Another writer, Lauren Cormier, sat in her car on Sunday and re-read his words. And in reading Oren’s words, she absorbed Oren’s gift to the world. She opened her own eyes to the beautiful life around her, just as Oren so passionately inspired us all to do.
All we ever want is to be seen. All we ever want to know is if we are enough. Oren’s gift to us was a reminder, that even faced with your own imminent mortality, you can still have and be enough. And all you have to do is pay attention – grand attention to the life that is already before you. If you do, you will have awe-inspiring gratitude and appreciation for the love and beauty which surrounds you each day, every day.
Instead, we fixate on the messy parts. We live in our heads checking off our to-do lists and planning for the next day while not even living the one we’re in because, oh no, today is such a mess… again. We convince ourselves by some faulty wiring that if only we work hard enough, plan diligiently enough, tomorrow will be better.
Do not hate the mess. Do not admoninish and hide your failings from today while living only inside your plans for tomorrow. Oren, although not here to say it, would say: Live Right Now. Where you are. In this moment. In YOUR life, With the similarly messed up cast of characters who you call family, friends and neighbors. Lift your head up, and out of your phone, as Lauren did, and love the ones you’re with right now.

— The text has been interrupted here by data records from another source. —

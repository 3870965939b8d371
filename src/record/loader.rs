use super::model::{Cell, RawRecord};
use crate::{Error, Result};
use calamine::{open_workbook_auto_from_rs, Data, Reader};
use std::{collections::HashMap, io::Cursor, path::Path};
use time::{macros::date, macros::format_description, Duration};
use tracing::{debug, info};

pub const COL_PROJECT_NAME: &str = "사업명";
pub const COL_ADDRESS: &str = "주소";
pub const COL_DISTRICT: &str = "시군구";
pub const COL_USAGE: &str = "용도";
pub const COL_SITE_AREA: &str = "대지면적";
pub const COL_FLOOR_AREA: &str = "연면적";
pub const COL_TOTAL_COST: &str = "총사업비";
pub const COL_DESIGNER: &str = "설계자";
pub const COL_ANNOUNCED: &str = "당선작 발표";
pub const COL_LATITUDE: &str = "위도";
pub const COL_LONGITUDE: &str = "경도";
pub const COL_PHOTO: &str = "사진 경로";

pub const REQUIRED_COLUMNS: [&str; 12] = [
    COL_PROJECT_NAME,
    COL_ADDRESS,
    COL_DISTRICT,
    COL_USAGE,
    COL_SITE_AREA,
    COL_FLOOR_AREA,
    COL_TOTAL_COST,
    COL_DESIGNER,
    COL_ANNOUNCED,
    COL_LATITUDE,
    COL_LONGITUDE,
    COL_PHOTO,
];

const UTF8_BOM: [u8; 3] = [0xEF, 0xBB, 0xBF];

struct Table {
    headers: Vec<String>,
    rows: Vec<Vec<Cell>>,
}

/// Parses an uploaded spreadsheet. The format is picked by file extension.
/// Any failure here is an input validation error: the caller reports it and
/// renders nothing.
pub fn load(file_name: &str, bytes: &[u8]) -> Result<Vec<RawRecord>> {
    let extension = Path::new(file_name)
        .extension()
        .and_then(|it| it.to_str())
        .map(|it| it.to_lowercase())
        .unwrap_or_default();
    let table = match extension.as_str() {
        "xlsx" | "xlsm" | "xls" | "ods" => read_workbook(bytes)?,
        "csv" => read_csv(bytes)?,
        _ => Err(Error::InvalidInput(format!(
            "Unsupported spreadsheet format: {file_name}"
        )))?,
    };
    let records = into_records(table)?;
    info!(file_name, rows = records.len(), "Loaded spreadsheet");
    Ok(records)
}

fn read_workbook(bytes: &[u8]) -> Result<Table> {
    let mut workbook = open_workbook_auto_from_rs(Cursor::new(bytes))
        .map_err(|e| Error::InvalidInput(format!("Failed to read spreadsheet: {e}")))?;
    let range = workbook
        .worksheet_range_at(0)
        .ok_or(Error::InvalidInput("Spreadsheet has no worksheets".into()))?
        .map_err(|e| Error::InvalidInput(format!("Failed to read worksheet: {e}")))?;
    let mut rows = range.rows();
    let headers = match rows.next() {
        Some(header) => header.iter().map(|it| it.to_string().trim().to_string()).collect(),
        None => Err(Error::InvalidInput("Spreadsheet is empty".into()))?,
    };
    let rows = rows
        .map(|row| row.iter().map(to_cell).collect::<Result<Vec<_>>>())
        .collect::<Result<Vec<_>>>()?;
    Ok(Table { headers, rows })
}

fn to_cell(data: &Data) -> Result<Cell> {
    Ok(match data {
        Data::Empty => Cell::Empty,
        Data::Int(n) => Cell::Number(*n as f64),
        Data::Float(n) => Cell::Number(*n),
        Data::String(s) => Cell::Text(s.clone()),
        Data::Bool(b) => Cell::Text(b.to_string()),
        Data::DateTime(dt) => Cell::Text(excel_date(dt.as_f64())?),
        Data::DateTimeIso(s) => Cell::Text(s.clone()),
        Data::DurationIso(s) => Cell::Text(s.clone()),
        Data::Error(e) => {
            debug!(?e, "Cell error treated as empty");
            Cell::Empty
        }
    })
}

// Excel serial dates count days from 1899-12-30
fn excel_date(serial: f64) -> Result<String> {
    let date = date!(1899 - 12 - 30).checked_add(Duration::days(serial.floor() as i64));
    match date {
        Some(date) => Ok(date.format(format_description!("[year]-[month]-[day]"))?),
        None => Ok(serial.to_string()),
    }
}

fn read_csv(bytes: &[u8]) -> Result<Table> {
    let bytes = bytes.strip_prefix(&UTF8_BOM).unwrap_or(bytes);
    let mut reader = csv::ReaderBuilder::new().flexible(true).from_reader(bytes);
    let headers = reader
        .headers()
        .map_err(|e| Error::InvalidInput(format!("Failed to read CSV header: {e}")))?
        .iter()
        .map(|it| it.trim().to_string())
        .collect();
    let mut rows = vec![];
    for record in reader.records() {
        let record =
            record.map_err(|e| Error::InvalidInput(format!("Failed to read CSV row: {e}")))?;
        rows.push(
            record
                .iter()
                .map(|it| {
                    if it.trim().is_empty() {
                        Cell::Empty
                    } else {
                        Cell::Text(it.to_string())
                    }
                })
                .collect(),
        );
    }
    Ok(Table { headers, rows })
}

fn into_records(table: Table) -> Result<Vec<RawRecord>> {
    let indices: HashMap<&str, usize> = table
        .headers
        .iter()
        .enumerate()
        .map(|(i, h)| (h.as_str(), i))
        .collect();
    let missing: Vec<&str> = REQUIRED_COLUMNS
        .iter()
        .filter(|it| !indices.contains_key(*it))
        .copied()
        .collect();
    if !missing.is_empty() {
        Err(Error::InvalidInput(format!(
            "Spreadsheet is missing required columns: {}",
            missing.join(", ")
        )))?
    }
    let empty = Cell::Empty;
    let mut records = vec![];
    for row in &table.rows {
        if row.iter().all(|it| it.is_empty()) {
            continue;
        }
        let cell = |column: &str| indices.get(column).and_then(|i| row.get(*i)).unwrap_or(&empty);
        records.push(RawRecord {
            project_name: cell(COL_PROJECT_NAME).to_text(),
            address: cell(COL_ADDRESS).to_text(),
            district: cell(COL_DISTRICT).to_text(),
            usage: cell(COL_USAGE).to_text(),
            site_area: cell(COL_SITE_AREA).to_amount(),
            floor_area: cell(COL_FLOOR_AREA).to_amount(),
            total_cost: cell(COL_TOTAL_COST).to_amount(),
            designer: cell(COL_DESIGNER).to_text(),
            announced: cell(COL_ANNOUNCED).to_text(),
            latitude: cell(COL_LATITUDE).clone(),
            longitude: cell(COL_LONGITUDE).clone(),
            photo: cell(COL_PHOTO).to_text(),
        });
    }
    Ok(records)
}

#[cfg(test)]
mod test {
    use super::{excel_date, load};
    use crate::record::model::Cell;
    use crate::test::{mock_csv, MOCK_HEADER};
    use crate::Error;
    use rust_xlsxwriter::{ExcelDateTime, Format, Workbook};

    fn workbook() -> Vec<u8> {
        let mut workbook = Workbook::new();
        let sheet = workbook.add_worksheet();
        for (col, header) in MOCK_HEADER.split(',').enumerate() {
            sheet.write_string(0, col as u16, header).unwrap();
        }
        sheet.write_string(1, 0, "해운대 도서관").unwrap();
        sheet.write_string(1, 1, "우동 1").unwrap();
        sheet.write_string(1, 2, "해운대구").unwrap();
        sheet.write_string(1, 3, "교육연구시설").unwrap();
        sheet.write_number(1, 4, 5230.5).unwrap();
        sheet.write_string(1, 5, "12,000").unwrap();
        sheet.write_number(1, 6, 35_000_000_000.0).unwrap();
        sheet.write_string(1, 7, "바다").unwrap();
        let announced = ExcelDateTime::from_ymd(2023, 5, 12).unwrap();
        let date_format = Format::new().set_num_format("yyyy-mm-dd");
        sheet
            .write_datetime_with_format(1, 8, &announced, &date_format)
            .unwrap();
        sheet.write_number(1, 9, 35.1631).unwrap();
        sheet.write_string(1, 10, "129.1635").unwrap();
        sheet.write_string(1, 11, "library.jpg").unwrap();
        workbook.save_to_buffer().unwrap()
    }

    #[test]
    fn load_xlsx() {
        let records = load("records.xlsx", &workbook()).unwrap();
        assert_eq!(1, records.len());
        let record = &records[0];
        assert_eq!("해운대 도서관", record.project_name);
        assert_eq!(Some(5230.5), record.site_area);
        assert_eq!(Some(12000.0), record.floor_area);
        assert_eq!(Some(35_000_000_000.0), record.total_cost);
        assert_eq!("2023-05-12", record.announced);
        assert_eq!(Cell::Number(35.1631), record.latitude);
        assert_eq!(Cell::Text("129.1635".into()), record.longitude);
        assert_eq!("library.jpg", record.photo);
    }

    #[test]
    fn load_csv() {
        let csv = mock_csv(&[
            "해운대 도서관,우동 1,해운대구,교육연구시설,5230.5,12000,35000000000,바다,2023-05-12,35.1631,129.1635,library.jpg",
            "사하 체육관,하단동 2,사하구,운동시설,,8000,,산,2022-01-01,35.10,128.97,",
        ]);
        let records = load("records.csv", csv.as_bytes()).unwrap();
        assert_eq!(2, records.len());
        assert_eq!("해운대 도서관", records[0].project_name);
        assert_eq!(Some(5230.5), records[0].site_area);
        assert_eq!(Cell::Text("35.1631".into()), records[0].latitude);
        assert_eq!(None, records[1].site_area);
        assert_eq!(None, records[1].total_cost);
        assert_eq!("", records[1].photo);
    }

    #[test]
    fn load_csv_with_bom() {
        let csv = format!(
            "\u{feff}{}",
            mock_csv(&["a,b,중구,c,1,2,3,d,e,35.1,129.0,f"])
        );
        let records = load("records.CSV", csv.as_bytes()).unwrap();
        assert_eq!("a", records[0].project_name);
    }

    #[test]
    fn load_skips_blank_rows() {
        let csv = mock_csv(&[",,,,,,,,,,,", "a,b,중구,c,1,2,3,d,e,35.1,129.0,f"]);
        assert_eq!(1, load("records.csv", csv.as_bytes()).unwrap().len());
    }

    #[test]
    fn load_missing_column() {
        let header = MOCK_HEADER.replace(",위도", "");
        let csv = format!("{header}\na,b,중구,c,1,2,3,d,e,129.0,f\n");
        match load("records.csv", csv.as_bytes()) {
            Err(Error::InvalidInput(message)) => {
                assert!(message.contains("위도"));
                assert!(!message.contains("경도"));
            }
            _ => panic!("Expected input validation failure"),
        }
    }

    #[test]
    fn load_unsupported_extension() {
        let res = load("records.txt", b"hello");
        assert!(matches!(res, Err(Error::InvalidInput(_))));
    }

    #[test]
    fn load_broken_workbook() {
        let res = load("records.xlsx", b"definitely not a zip archive");
        assert!(matches!(res, Err(Error::InvalidInput(_))));
    }

    #[test]
    fn excel_date_serial() {
        assert_eq!("2023-05-12", excel_date(45058.0).unwrap());
        assert_eq!("1900-01-01", excel_date(2.5).unwrap());
    }
}
pub mod model;
pub mod service;

pub use model::BoundaryFeature;
pub use model::BoundarySet;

Each of us are enough, and each of us have gifts to offer this world, just like Oren did in his final days to me, to Lauren, and to thousands of you. And those gifts have the power to transform not only yourself, but the world.
You don’t have to be famous. In fact, like Oren, you could learn you’re going to die within a year. But you can still live your life today as though, as Oren put it, you’re “the luckiest sonofabitch who ever walked the earth.”